The original picture

A picture taken by AFL Media photographer Michael Willson showing Harris kicking for goal during a 2019 match against the Western Bulldogs became the target of sexual Internet trolling after it was posted on social media by Seven Network. Harris retweeted the photograph with the caption: "Here’s a pic of me at work... think about this before your derogatory comments, animals". Critics of the trolls included fellow AFLW players Erin Phillips and Darcy Vescio, Geelong player Patrick Dangerfield, cyclist Anna Meares, AFLW head of football Nicole Livingstone and Australian Football League chief executive Gillon McLachlan, and federal minister for women Kelly O'Dwyer. Phillips, Vescio, Meares and O'Dwyer joined the chorus of people condemning Seven's decision to remove the photo, which was perceived as yielding to the trolls. It was later reinstated with an apology.

On 11 September 2019, a bronze statue immortalising the image was unveiled in Federation Square Melbourne.

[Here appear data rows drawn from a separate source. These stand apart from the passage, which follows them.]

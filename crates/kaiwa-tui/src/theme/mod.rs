//! Theme components for the TUI.
//!
//! This module provides [`Theme`], the color palette
//! (Catppuccin Mocha/Latte/High Contrast).

mod colors;

pub use colors::Theme;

On 27 February 2020, Tayla Harris was announced as an ambassador for Our Watch, a national organisation tasked with preventing violence against women and their children.

==Personal life==
Harris was in a relationship with former AFLW player Kodi Jacques.

==Recognition==
She was recognized as one of the BBC's 100 women of 2019.